- **Entries supplied**

== Segment start ==

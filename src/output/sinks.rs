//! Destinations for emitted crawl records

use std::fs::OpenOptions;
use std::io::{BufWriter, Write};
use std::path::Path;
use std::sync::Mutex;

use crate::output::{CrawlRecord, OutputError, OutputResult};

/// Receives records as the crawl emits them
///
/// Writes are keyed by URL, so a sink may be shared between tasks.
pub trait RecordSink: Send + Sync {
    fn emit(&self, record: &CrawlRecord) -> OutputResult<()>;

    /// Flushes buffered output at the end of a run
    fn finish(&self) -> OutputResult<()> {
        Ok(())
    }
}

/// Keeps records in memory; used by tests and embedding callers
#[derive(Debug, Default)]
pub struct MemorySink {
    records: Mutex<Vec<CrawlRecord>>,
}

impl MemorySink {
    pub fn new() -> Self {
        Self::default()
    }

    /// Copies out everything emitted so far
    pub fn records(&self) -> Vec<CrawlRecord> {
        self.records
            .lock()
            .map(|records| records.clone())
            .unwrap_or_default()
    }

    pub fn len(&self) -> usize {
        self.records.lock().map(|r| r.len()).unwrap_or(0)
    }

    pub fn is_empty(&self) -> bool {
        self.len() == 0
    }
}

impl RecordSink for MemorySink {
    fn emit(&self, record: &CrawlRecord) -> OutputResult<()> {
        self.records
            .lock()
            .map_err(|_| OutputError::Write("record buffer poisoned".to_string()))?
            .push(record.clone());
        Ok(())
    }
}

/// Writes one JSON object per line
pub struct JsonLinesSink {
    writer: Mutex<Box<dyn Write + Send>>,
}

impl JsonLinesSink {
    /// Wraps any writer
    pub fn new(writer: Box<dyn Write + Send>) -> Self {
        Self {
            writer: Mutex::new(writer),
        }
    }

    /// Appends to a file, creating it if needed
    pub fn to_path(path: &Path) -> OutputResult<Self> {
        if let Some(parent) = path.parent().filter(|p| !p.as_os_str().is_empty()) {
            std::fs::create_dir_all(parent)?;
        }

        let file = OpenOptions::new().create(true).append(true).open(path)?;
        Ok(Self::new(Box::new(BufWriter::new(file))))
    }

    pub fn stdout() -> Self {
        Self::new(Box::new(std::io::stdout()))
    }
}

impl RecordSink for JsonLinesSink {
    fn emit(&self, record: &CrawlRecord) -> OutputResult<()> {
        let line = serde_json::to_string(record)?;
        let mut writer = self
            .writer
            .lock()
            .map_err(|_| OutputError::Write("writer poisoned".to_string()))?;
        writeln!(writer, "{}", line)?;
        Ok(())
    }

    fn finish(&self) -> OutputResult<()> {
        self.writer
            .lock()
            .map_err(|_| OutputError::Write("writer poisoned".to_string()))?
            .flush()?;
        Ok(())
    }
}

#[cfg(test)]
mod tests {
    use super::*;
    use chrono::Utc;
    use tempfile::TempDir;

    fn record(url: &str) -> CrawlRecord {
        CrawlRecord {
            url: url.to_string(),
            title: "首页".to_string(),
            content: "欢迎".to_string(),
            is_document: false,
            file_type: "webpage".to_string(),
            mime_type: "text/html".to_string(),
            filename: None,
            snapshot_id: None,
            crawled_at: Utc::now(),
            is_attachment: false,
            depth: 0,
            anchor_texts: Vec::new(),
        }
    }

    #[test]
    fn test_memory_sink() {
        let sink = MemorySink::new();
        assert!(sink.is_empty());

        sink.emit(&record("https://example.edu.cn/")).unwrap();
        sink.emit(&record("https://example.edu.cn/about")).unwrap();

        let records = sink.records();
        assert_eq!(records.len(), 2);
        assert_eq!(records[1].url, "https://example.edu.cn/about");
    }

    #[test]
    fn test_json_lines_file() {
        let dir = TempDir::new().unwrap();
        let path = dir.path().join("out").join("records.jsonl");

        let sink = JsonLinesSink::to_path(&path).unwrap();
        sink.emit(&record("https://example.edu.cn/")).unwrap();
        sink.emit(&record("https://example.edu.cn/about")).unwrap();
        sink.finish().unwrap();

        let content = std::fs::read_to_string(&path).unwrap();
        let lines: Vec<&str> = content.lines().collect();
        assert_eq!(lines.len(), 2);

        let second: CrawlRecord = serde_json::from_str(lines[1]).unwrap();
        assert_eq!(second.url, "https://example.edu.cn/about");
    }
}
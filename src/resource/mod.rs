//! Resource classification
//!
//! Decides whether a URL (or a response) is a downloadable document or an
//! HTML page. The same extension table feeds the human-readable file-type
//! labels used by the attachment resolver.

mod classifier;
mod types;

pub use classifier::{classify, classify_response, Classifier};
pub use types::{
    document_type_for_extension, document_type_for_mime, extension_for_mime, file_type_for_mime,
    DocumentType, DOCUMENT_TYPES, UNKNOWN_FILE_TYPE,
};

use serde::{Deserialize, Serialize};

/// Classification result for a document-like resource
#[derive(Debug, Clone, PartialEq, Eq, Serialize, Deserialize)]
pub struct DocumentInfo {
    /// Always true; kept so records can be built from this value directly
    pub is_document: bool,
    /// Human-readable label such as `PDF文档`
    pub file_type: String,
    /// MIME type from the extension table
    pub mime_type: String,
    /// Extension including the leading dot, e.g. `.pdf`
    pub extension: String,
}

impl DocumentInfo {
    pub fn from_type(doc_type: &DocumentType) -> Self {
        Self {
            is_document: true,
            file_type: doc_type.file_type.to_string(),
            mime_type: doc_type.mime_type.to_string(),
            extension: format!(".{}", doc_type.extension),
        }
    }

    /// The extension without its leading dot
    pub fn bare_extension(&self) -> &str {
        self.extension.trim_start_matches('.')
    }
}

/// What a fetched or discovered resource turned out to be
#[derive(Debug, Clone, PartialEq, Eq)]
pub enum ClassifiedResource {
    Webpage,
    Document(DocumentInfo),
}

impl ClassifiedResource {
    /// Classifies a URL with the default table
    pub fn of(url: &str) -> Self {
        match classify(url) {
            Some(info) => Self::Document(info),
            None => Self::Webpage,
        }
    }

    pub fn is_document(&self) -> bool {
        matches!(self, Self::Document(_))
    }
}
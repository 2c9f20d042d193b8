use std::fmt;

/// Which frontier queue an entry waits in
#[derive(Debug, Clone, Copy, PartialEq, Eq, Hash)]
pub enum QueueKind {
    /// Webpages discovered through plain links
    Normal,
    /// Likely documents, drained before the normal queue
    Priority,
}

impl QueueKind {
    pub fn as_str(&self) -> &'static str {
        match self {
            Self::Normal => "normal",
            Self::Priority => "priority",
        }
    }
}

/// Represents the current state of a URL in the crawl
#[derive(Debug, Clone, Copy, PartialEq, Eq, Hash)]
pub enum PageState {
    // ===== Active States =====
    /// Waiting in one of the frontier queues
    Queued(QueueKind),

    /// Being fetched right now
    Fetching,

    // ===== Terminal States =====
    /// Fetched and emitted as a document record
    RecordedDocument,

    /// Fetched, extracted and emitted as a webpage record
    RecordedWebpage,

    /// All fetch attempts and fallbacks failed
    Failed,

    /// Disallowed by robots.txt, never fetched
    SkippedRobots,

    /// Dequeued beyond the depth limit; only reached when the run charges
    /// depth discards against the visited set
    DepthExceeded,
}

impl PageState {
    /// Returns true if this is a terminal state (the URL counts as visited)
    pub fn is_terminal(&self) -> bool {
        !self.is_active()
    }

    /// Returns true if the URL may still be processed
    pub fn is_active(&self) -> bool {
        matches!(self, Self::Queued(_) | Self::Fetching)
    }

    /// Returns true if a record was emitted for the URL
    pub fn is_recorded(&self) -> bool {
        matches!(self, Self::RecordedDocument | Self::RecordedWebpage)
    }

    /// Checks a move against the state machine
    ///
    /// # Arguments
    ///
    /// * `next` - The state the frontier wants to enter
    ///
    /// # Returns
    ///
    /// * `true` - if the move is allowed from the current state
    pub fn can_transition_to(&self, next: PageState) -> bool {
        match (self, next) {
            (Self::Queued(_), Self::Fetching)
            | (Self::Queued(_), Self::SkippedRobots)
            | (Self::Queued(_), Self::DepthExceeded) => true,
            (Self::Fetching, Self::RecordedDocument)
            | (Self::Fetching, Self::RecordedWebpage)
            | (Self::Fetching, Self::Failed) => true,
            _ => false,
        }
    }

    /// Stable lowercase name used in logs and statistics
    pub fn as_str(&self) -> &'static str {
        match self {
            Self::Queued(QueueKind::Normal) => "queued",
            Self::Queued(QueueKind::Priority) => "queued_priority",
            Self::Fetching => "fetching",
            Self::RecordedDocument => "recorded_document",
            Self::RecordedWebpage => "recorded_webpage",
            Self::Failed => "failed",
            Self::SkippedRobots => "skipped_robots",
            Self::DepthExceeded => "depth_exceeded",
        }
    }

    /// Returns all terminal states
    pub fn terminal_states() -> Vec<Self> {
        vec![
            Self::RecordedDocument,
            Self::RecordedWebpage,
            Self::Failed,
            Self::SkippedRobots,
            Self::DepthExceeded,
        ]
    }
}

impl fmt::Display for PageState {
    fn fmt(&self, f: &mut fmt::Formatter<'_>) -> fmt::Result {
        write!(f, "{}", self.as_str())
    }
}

== Segment end ==

Count the lines in the records above that contain the word "against", and report only that number.

2